» **DATA**:

# # #

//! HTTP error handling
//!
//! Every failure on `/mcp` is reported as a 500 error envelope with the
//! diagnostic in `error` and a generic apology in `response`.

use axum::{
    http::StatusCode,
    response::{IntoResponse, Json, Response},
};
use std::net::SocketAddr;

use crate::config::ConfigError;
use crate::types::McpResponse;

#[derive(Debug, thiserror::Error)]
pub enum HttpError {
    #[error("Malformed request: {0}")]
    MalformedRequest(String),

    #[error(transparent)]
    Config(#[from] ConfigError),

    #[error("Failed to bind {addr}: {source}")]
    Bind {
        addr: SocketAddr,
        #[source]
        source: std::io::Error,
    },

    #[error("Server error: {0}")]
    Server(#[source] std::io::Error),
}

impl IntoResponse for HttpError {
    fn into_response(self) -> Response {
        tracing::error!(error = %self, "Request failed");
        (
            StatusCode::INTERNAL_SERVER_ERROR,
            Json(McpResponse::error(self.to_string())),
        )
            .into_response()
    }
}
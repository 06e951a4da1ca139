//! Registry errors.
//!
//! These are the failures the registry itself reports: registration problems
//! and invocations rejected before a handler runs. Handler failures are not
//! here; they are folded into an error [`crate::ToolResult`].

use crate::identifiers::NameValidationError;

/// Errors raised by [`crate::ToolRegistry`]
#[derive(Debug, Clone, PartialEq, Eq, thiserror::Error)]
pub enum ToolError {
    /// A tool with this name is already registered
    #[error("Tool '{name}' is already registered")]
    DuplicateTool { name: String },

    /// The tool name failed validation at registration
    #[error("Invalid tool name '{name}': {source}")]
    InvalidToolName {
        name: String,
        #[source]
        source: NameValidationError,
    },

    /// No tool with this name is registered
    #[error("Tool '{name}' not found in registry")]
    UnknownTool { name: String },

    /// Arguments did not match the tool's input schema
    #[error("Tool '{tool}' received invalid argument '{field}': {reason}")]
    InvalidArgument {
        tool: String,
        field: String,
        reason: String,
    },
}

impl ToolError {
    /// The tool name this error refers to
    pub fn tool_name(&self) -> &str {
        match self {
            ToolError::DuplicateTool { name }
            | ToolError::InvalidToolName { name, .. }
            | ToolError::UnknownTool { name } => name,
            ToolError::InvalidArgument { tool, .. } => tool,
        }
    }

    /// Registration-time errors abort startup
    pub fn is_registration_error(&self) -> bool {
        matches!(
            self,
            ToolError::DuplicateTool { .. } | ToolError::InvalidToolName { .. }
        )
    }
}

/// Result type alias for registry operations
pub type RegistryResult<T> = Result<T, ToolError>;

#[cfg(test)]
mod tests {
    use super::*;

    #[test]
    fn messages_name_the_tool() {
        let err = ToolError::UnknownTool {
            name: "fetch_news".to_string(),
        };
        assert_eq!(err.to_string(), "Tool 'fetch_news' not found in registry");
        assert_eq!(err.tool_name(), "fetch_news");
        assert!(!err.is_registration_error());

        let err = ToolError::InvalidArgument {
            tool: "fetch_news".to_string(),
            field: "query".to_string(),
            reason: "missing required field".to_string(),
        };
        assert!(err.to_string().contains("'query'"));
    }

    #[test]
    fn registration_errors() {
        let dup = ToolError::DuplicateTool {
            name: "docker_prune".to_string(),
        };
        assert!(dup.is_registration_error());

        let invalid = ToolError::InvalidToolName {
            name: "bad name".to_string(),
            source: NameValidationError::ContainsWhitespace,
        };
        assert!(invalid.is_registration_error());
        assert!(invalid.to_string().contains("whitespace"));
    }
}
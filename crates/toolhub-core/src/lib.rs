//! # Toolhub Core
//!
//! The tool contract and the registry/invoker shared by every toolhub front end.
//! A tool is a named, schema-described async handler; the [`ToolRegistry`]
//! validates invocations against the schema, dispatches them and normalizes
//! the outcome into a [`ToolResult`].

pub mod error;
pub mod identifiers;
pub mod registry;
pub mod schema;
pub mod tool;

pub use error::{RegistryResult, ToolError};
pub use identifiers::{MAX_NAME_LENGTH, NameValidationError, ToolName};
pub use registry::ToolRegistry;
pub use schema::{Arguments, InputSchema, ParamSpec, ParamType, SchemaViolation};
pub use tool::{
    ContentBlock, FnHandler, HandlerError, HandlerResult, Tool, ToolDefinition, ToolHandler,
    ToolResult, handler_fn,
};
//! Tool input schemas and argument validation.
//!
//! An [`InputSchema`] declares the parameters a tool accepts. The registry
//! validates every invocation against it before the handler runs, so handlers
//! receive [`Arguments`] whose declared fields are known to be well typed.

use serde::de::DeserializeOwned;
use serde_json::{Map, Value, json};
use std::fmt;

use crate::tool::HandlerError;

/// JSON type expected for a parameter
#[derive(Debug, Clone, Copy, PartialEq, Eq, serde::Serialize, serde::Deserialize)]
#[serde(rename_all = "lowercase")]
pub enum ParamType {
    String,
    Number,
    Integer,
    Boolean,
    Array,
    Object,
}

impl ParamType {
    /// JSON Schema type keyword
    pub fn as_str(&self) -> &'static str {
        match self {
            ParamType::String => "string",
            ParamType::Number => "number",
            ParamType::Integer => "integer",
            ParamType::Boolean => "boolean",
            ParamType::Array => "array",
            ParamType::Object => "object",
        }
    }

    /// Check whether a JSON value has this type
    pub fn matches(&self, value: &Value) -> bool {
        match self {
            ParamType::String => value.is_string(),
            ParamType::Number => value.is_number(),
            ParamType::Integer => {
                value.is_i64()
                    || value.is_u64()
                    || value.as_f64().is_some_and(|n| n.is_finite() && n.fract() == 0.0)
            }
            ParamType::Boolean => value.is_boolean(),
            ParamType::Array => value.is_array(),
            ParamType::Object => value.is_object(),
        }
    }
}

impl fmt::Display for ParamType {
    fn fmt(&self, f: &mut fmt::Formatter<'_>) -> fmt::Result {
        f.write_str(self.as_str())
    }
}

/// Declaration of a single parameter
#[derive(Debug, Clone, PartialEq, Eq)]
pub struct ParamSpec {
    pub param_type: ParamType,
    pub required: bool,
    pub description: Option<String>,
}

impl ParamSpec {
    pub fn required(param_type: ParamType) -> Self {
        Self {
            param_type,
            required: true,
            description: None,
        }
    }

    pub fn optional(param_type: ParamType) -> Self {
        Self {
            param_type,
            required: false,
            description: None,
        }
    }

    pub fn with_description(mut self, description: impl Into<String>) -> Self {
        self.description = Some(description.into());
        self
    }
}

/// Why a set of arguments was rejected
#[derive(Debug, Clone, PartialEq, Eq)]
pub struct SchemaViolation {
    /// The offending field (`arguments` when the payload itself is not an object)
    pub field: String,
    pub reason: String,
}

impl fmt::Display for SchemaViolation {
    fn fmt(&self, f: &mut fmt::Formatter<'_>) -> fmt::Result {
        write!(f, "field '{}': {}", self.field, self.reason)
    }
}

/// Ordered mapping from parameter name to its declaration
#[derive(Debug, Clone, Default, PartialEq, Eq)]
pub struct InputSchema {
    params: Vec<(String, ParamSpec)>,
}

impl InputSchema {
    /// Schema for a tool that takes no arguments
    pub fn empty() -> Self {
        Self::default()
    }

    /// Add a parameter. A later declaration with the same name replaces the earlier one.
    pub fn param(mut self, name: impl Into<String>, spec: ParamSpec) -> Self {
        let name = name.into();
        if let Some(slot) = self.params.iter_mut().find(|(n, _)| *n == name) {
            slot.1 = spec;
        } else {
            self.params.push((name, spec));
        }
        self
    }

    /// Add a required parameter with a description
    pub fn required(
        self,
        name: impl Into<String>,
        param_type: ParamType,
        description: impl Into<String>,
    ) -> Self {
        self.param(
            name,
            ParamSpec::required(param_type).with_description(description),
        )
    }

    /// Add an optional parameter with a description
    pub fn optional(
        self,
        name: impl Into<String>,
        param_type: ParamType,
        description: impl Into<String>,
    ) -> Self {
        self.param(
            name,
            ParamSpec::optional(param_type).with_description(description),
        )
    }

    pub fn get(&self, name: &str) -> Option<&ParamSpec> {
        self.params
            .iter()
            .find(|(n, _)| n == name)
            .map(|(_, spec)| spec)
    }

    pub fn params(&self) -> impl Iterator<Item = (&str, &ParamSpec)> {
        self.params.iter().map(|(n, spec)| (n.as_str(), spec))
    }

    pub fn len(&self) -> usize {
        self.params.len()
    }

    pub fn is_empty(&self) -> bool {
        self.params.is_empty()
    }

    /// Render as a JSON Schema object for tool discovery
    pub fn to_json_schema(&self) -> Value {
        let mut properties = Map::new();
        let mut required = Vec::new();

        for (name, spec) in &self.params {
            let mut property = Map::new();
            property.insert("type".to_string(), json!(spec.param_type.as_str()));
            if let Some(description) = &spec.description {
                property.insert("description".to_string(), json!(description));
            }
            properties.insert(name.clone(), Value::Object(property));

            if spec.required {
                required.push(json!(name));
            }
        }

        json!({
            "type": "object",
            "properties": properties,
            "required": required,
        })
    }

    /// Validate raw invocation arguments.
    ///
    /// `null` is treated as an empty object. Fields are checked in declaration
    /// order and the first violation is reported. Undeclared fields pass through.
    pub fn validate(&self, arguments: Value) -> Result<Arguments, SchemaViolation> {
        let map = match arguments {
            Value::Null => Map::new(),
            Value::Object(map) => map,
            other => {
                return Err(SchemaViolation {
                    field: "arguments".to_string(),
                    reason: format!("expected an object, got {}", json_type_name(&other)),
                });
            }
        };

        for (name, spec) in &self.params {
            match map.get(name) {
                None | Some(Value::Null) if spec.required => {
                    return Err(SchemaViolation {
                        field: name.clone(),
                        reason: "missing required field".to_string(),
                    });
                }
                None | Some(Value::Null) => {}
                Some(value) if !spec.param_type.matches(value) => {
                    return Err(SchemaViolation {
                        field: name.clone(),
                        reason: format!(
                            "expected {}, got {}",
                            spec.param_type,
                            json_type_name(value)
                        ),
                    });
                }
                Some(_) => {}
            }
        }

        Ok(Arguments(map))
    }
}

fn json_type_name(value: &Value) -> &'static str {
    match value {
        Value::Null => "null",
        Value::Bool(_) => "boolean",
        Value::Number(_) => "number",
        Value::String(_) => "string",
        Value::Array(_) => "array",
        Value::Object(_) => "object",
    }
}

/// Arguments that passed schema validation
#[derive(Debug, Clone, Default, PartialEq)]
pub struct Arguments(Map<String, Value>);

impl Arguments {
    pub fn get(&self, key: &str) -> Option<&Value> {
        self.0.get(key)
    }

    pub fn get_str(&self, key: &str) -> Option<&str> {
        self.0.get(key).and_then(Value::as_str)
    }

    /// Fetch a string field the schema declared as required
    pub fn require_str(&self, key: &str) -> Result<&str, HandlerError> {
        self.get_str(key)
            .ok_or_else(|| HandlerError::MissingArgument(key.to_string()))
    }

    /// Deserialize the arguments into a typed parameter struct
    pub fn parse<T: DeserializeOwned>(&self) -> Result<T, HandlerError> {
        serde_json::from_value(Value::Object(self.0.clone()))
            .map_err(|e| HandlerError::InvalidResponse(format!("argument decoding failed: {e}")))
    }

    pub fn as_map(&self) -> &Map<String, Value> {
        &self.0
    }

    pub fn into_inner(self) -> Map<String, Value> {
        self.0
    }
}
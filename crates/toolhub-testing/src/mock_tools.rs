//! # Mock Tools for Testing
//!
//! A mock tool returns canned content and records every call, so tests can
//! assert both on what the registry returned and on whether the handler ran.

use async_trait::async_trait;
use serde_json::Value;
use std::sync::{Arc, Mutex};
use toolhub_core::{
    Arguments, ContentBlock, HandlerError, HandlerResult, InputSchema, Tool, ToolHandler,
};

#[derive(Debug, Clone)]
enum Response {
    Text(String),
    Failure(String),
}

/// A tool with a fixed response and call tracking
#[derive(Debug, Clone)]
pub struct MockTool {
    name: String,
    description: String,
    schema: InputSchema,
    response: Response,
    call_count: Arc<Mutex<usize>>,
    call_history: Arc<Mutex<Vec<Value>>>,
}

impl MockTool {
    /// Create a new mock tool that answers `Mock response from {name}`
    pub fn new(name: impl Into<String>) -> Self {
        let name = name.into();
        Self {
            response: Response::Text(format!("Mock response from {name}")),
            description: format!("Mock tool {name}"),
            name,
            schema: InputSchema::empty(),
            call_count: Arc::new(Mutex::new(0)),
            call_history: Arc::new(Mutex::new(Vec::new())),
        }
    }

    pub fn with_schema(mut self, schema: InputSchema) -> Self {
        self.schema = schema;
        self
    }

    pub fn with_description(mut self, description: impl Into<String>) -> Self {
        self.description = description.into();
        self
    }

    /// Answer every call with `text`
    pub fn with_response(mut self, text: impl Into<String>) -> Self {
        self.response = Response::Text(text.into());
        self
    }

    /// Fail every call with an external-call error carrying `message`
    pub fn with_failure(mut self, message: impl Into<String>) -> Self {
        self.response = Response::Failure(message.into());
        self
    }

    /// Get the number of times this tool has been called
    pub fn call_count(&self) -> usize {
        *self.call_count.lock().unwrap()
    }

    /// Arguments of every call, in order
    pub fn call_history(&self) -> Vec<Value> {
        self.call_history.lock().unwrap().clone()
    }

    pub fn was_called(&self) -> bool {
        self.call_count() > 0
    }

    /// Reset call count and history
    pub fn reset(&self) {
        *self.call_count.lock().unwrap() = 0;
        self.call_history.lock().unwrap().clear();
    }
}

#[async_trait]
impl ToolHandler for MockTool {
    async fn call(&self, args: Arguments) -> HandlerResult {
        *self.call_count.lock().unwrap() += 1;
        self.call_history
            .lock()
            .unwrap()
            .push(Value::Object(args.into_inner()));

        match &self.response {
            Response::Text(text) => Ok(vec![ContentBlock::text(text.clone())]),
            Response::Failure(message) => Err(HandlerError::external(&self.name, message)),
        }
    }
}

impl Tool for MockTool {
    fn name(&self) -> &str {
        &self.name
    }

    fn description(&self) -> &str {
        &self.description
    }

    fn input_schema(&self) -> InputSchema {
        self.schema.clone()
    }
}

# # #

» **THE TASK**: Tell how many lines of the records above hold the string "InvalidArgument". Give no other text.

» **YOUR SOLUTION**: 3